WORK INSTRUCTION:
The lines to be copied are those below that contain "collections".

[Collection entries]
* * * * *

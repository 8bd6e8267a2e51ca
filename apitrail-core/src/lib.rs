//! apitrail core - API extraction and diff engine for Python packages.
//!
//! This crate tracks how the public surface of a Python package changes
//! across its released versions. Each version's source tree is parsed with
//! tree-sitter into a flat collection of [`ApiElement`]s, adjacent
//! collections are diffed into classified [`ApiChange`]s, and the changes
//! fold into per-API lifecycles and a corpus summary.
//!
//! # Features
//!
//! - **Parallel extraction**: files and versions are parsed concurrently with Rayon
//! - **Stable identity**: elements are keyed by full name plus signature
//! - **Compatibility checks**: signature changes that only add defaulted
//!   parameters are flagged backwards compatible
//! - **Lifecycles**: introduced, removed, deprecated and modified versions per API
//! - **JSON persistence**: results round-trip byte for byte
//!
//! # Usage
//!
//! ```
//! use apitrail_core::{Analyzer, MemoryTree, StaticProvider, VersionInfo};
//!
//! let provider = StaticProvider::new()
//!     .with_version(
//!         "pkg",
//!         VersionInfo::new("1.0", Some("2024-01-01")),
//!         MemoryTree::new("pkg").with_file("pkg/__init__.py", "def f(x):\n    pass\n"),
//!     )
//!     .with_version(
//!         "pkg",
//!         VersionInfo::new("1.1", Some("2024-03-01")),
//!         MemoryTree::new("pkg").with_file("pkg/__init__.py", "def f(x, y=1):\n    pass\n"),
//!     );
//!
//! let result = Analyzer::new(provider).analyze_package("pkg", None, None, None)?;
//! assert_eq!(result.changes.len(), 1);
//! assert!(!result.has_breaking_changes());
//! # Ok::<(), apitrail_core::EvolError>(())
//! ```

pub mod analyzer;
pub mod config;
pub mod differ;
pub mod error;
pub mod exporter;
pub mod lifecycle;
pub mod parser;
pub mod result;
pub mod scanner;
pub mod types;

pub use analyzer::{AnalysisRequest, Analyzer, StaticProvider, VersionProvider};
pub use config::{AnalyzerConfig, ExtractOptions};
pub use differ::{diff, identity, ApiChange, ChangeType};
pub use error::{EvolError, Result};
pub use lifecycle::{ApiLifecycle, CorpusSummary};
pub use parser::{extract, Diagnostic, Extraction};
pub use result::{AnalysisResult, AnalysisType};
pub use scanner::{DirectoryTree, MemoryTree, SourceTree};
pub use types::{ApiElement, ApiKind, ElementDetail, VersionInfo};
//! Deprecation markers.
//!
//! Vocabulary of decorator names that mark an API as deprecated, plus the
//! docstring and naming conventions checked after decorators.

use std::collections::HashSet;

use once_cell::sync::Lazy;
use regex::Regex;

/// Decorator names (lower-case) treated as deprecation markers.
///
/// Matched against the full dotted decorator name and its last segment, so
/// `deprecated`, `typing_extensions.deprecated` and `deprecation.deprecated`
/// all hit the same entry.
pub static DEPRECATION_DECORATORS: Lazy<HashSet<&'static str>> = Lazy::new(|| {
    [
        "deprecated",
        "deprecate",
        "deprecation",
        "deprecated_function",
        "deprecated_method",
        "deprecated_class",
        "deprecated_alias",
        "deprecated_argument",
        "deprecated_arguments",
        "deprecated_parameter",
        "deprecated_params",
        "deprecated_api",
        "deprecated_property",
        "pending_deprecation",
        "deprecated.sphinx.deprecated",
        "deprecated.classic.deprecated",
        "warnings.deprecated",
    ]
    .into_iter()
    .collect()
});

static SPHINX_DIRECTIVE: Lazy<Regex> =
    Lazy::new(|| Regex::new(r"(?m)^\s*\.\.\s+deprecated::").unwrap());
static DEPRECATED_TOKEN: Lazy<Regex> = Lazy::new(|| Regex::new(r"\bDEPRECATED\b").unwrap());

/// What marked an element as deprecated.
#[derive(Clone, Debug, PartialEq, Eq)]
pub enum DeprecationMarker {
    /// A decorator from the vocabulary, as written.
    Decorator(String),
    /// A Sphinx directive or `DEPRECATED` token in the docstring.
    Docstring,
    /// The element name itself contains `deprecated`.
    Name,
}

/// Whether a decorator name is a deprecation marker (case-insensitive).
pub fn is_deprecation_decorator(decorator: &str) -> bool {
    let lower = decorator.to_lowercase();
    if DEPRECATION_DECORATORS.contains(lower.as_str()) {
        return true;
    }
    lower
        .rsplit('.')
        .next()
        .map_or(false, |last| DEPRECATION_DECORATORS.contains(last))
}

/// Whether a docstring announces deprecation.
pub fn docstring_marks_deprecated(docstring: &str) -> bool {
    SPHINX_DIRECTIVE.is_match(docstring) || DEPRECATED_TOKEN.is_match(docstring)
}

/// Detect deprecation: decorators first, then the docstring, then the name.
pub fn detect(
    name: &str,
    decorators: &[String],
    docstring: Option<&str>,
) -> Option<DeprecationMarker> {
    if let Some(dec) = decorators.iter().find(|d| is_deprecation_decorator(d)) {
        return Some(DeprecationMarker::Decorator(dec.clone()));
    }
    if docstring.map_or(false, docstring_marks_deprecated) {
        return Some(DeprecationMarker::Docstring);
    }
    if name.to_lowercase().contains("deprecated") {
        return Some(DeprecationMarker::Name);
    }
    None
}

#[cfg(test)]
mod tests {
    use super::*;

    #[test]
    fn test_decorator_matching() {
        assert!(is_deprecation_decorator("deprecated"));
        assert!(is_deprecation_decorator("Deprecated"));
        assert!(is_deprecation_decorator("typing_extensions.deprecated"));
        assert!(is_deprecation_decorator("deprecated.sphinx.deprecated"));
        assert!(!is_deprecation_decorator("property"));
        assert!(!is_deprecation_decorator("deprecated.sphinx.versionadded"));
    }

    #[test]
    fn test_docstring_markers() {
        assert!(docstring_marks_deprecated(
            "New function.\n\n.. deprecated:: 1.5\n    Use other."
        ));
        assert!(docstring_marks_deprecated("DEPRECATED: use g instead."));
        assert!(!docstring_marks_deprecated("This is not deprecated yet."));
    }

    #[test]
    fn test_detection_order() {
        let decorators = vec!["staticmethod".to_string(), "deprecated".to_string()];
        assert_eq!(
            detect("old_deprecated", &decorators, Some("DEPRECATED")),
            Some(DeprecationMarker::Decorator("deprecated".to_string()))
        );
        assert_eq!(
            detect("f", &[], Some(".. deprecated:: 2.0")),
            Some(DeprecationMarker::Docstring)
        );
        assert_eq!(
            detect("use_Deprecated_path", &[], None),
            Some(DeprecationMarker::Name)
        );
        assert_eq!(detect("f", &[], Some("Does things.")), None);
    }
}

* * * * *

TASK SOLUTION:
//! collections are diffed into classified [`ApiChange`]s, and the changes
use std::collections::HashSet;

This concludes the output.